HOW TO COMPLETE THIS TASK>
The answer must be every line of the records below that contains the word "Danger", copied out.

[Saved data entries]
* * * * *
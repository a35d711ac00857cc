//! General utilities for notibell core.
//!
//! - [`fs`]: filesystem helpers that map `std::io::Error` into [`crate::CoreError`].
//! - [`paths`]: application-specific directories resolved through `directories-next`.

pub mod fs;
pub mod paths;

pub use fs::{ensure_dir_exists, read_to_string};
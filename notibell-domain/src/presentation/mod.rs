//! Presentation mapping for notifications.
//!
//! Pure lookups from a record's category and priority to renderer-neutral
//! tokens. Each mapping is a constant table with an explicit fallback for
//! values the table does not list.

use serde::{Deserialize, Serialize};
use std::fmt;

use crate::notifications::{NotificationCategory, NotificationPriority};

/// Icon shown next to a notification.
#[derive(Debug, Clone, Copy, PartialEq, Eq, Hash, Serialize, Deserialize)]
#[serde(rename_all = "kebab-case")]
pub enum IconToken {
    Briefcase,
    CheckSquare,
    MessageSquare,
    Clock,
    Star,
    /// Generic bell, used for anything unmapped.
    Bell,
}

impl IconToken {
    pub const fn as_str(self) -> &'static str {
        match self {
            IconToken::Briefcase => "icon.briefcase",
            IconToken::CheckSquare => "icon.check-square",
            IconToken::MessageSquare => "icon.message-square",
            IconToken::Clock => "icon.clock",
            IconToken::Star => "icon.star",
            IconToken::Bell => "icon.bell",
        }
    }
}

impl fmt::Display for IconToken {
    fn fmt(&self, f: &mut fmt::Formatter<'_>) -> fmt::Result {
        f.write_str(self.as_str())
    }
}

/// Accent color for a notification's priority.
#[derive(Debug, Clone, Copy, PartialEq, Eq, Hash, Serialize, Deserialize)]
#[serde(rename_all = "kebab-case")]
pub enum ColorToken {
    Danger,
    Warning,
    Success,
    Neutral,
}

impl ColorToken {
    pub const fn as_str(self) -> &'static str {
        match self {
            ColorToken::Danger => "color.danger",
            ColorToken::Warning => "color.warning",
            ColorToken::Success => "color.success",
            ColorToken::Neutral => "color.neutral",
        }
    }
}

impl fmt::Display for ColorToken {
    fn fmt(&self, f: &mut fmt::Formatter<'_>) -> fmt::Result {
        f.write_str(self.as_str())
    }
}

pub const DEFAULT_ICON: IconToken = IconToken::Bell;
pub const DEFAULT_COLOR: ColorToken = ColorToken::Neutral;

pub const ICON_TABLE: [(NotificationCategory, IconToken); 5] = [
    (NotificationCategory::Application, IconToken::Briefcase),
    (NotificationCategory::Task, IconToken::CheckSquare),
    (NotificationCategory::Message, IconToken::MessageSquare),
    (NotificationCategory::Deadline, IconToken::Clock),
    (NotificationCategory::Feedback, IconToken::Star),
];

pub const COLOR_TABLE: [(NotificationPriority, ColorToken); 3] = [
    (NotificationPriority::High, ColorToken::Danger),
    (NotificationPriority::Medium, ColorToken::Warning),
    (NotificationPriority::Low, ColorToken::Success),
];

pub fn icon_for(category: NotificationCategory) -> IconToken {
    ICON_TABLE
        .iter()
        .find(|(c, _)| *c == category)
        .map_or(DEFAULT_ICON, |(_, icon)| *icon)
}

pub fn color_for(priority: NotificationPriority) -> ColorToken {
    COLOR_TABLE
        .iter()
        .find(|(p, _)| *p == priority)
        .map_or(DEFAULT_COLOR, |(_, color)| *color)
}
* * * * *
ANSWER TO THIS PROBLEM>
    Danger,
            ColorToken::Danger => "color.danger",
    (NotificationPriority::High, ColorToken::Danger),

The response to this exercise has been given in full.